▸ Data excerpts
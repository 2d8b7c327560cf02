// ============================================================
// Layer 4 — Shard Reader / Writer
// ============================================================
// Records live in sharded JSON-lines files, gzip-compressed
// when the file name ends in ".gz":
//
//   train/
//     part-00000-of-00002.jsonl.gz
//     part-00001-of-00002.jsonl.gz
//
// A location handed to the reader is either a shard file or a
// directory; directories expand to every regular file inside,
// sorted by name so reads are deterministic.
//
// Any unreadable file or malformed line aborts the read with
// the file name and line number in the error.
//
// Reference: flate2 docs (GzDecoder / GzEncoder)
//            Rust Book §9 (Error Handling)

use anyhow::{bail, Context, Result};
use flate2::{read::GzDecoder, write::GzEncoder, Compression};
use serde_json::Value;
use std::{
    fs::{self, File},
    io::{BufRead, BufReader, BufWriter, Read, Write},
    path::{Path, PathBuf},
};

use crate::domain::record::{RawRecord, TransformedRecord};
use crate::domain::schema::FeatureSchema;
use crate::domain::traits::RecordSource;

/// Reads every record from a list of shard locations.
pub struct ShardReader {
    locations: Vec<PathBuf>,
    schema:    FeatureSchema,
}

impl ShardReader {
    pub fn new<P: AsRef<Path>>(locations: &[P]) -> Self {
        Self {
            locations: locations.iter().map(|p| p.as_ref().to_path_buf()).collect(),
            schema:    FeatureSchema::placement(),
        }
    }

    /// All shard files behind the configured locations
    pub fn shard_files(&self) -> Result<Vec<PathBuf>> {
        let mut files = Vec::new();
        for location in &self.locations {
            if location.is_dir() {
                let mut inside: Vec<PathBuf> = fs::read_dir(location)
                    .with_context(|| format!("Cannot read directory '{}'", location.display()))?
                    .collect::<std::io::Result<Vec<_>>>()?
                    .into_iter()
                    .map(|e| e.path())
                    .filter(|p| p.is_file())
                    .collect();
                inside.sort();
                files.extend(inside);
            } else if location.is_file() {
                files.push(location.clone());
            } else {
                bail!("Shard location '{}' does not exist", location.display());
            }
        }
        if files.is_empty() {
            bail!("No shard files found in {:?}", self.locations);
        }
        Ok(files)
    }

    /// Parse every non-blank line of every shard as JSON.
    pub fn read_values(&self) -> Result<Vec<Value>> {
        let mut values = Vec::new();
        for path in self.shard_files()? {
            let before = values.len();
            let reader = open_shard(&path)?;
            for (line_no, line) in reader.lines().enumerate() {
                let line = line
                    .with_context(|| format!("Cannot read '{}'", path.display()))?;
                if line.trim().is_empty() {
                    continue;
                }
                let value: Value = serde_json::from_str(&line).with_context(|| {
                    format!("Malformed record at {}:{}", path.display(), line_no + 1)
                })?;
                values.push(value);
            }
            tracing::debug!("Read {} records from '{}'", values.len() - before, path.display());
        }
        Ok(values)
    }
}

impl RecordSource<RawRecord> for ShardReader {
    fn load_all(&self) -> Result<Vec<RawRecord>> {
        self.read_values()?
            .into_iter()
            .enumerate()
            .map(|(i, value)| match value {
                Value::Object(object) => Ok(RawRecord::from_json_object(object)),
                other => bail!("Raw record #{} is not a JSON object: {}", i + 1, other),
            })
            .collect()
    }
}

impl RecordSource<TransformedRecord> for ShardReader {
    fn load_all(&self) -> Result<Vec<TransformedRecord>> {
        self.read_values()?
            .iter()
            .enumerate()
            .map(|(i, value)| {
                TransformedRecord::from_json(value, &self.schema)
                    .with_context(|| format!("Cannot decode transformed record #{}", i + 1))
            })
            .collect()
    }
}

fn open_shard(path: &Path) -> Result<Box<dyn BufRead>> {
    let file = File::open(path)
        .with_context(|| format!("Cannot open shard '{}'", path.display()))?;
    let inner: Box<dyn Read> = if is_gzip(path) {
        Box::new(GzDecoder::new(file))
    } else {
        Box::new(file)
    };
    Ok(Box::new(BufReader::new(inner)))
}

fn is_gzip(path: &Path) -> bool {
    path.extension().and_then(|e| e.to_str()) == Some("gz")
}

// ─── ShardWriter ──────────────────────────────────────────────────────────────
/// Writes JSON records round-robin into `num_shards` gzip files.
pub struct ShardWriter {
    dir:        PathBuf,
    num_shards: usize,
}

impl ShardWriter {
    pub fn new(dir: impl Into<PathBuf>, num_shards: usize) -> Self {
        Self { dir: dir.into(), num_shards: num_shards.max(1) }
    }

    pub fn shard_name(index: usize, total: usize) -> String {
        format!("part-{index:05}-of-{total:05}.jsonl.gz")
    }

    /// Write all records and return the created shard paths.
    pub fn write_all(&self, records: &[Value]) -> Result<Vec<PathBuf>> {
        fs::create_dir_all(&self.dir)
            .with_context(|| format!("Cannot create '{}'", self.dir.display()))?;

        let paths: Vec<PathBuf> = (0..self.num_shards)
            .map(|i| self.dir.join(Self::shard_name(i, self.num_shards)))
            .collect();

        let mut encoders = paths
            .iter()
            .map(|p| {
                let file = File::create(p)
                    .with_context(|| format!("Cannot create shard '{}'", p.display()))?;
                Ok(GzEncoder::new(BufWriter::new(file), Compression::default()))
            })
            .collect::<Result<Vec<_>>>()?;

        for (i, record) in records.iter().enumerate() {
            let encoder = &mut encoders[i % self.num_shards];
            serde_json::to_writer(&mut *encoder, record)?;
            encoder.write_all(b"\n")?;
        }

        for (encoder, path) in encoders.into_iter().zip(&paths) {
            encoder
                .finish()
                .and_then(|mut w| w.flush())
                .with_context(|| format!("Cannot finish shard '{}'", path.display()))?;
        }

        tracing::debug!(
            "Wrote {} records into {} shards under '{}'",
            records.len(),
            self.num_shards,
            self.dir.display()
        );
        Ok(paths)
    }
}

#[cfg(test)]
mod tests {
    use super::*;
    use serde_json::json;

    #[test]
    fn test_written_shards_are_read_back_in_full() {
        let dir = tempfile::tempdir().unwrap();
        let records: Vec<Value> = (0..7).map(|i| json!({"ssc_p": i, "gender": "M"})).collect();

        let paths = ShardWriter::new(dir.path(), 3).write_all(&records).unwrap();
        assert_eq!(paths.len(), 3);
        assert!(paths[0].ends_with("part-00000-of-00003.jsonl.gz"));

        let raw: Vec<RawRecord> = ShardReader::new(&[dir.path()]).load_all().unwrap();
        assert_eq!(raw.len(), 7);
    }

    #[test]
    fn test_plain_jsonl_with_blank_lines() {
        let dir  = tempfile::tempdir().unwrap();
        let path = dir.path().join("raw.jsonl");
        fs::write(&path, "{\"sl_no\":1,\"ssc_p\":67}\n\n{\"ssc_p\":\"79.33\"}\n").unwrap();

        let raw: Vec<RawRecord> = ShardReader::new(&[&path]).load_all().unwrap();
        assert_eq!(raw.len(), 2);
        assert!(!raw[0].contains("sl_no"));
    }

    #[test]
    fn test_malformed_line_is_fatal() {
        let dir  = tempfile::tempdir().unwrap();
        let path = dir.path().join("bad.jsonl");
        fs::write(&path, "{\"ssc_p\":67}\n{not json\n").unwrap();

        let err = RecordSource::<RawRecord>::load_all(&ShardReader::new(&[&path])).unwrap_err();
        assert!(format!("{err:#}").contains("bad.jsonl:2"));
    }

    #[test]
    fn test_missing_location_is_fatal() {
        let reader = ShardReader::new(&["/definitely/not/here"]);
        assert!(reader.shard_files().is_err());
    }
}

▸ Description of the task
Filter the listing so that only lines holding the word "before" remain, and copy those lines.

▸ Answer for this exercise
            let before = values.len();
            tracing::debug!("Read {} records from '{}'", values.len() - before, path.display());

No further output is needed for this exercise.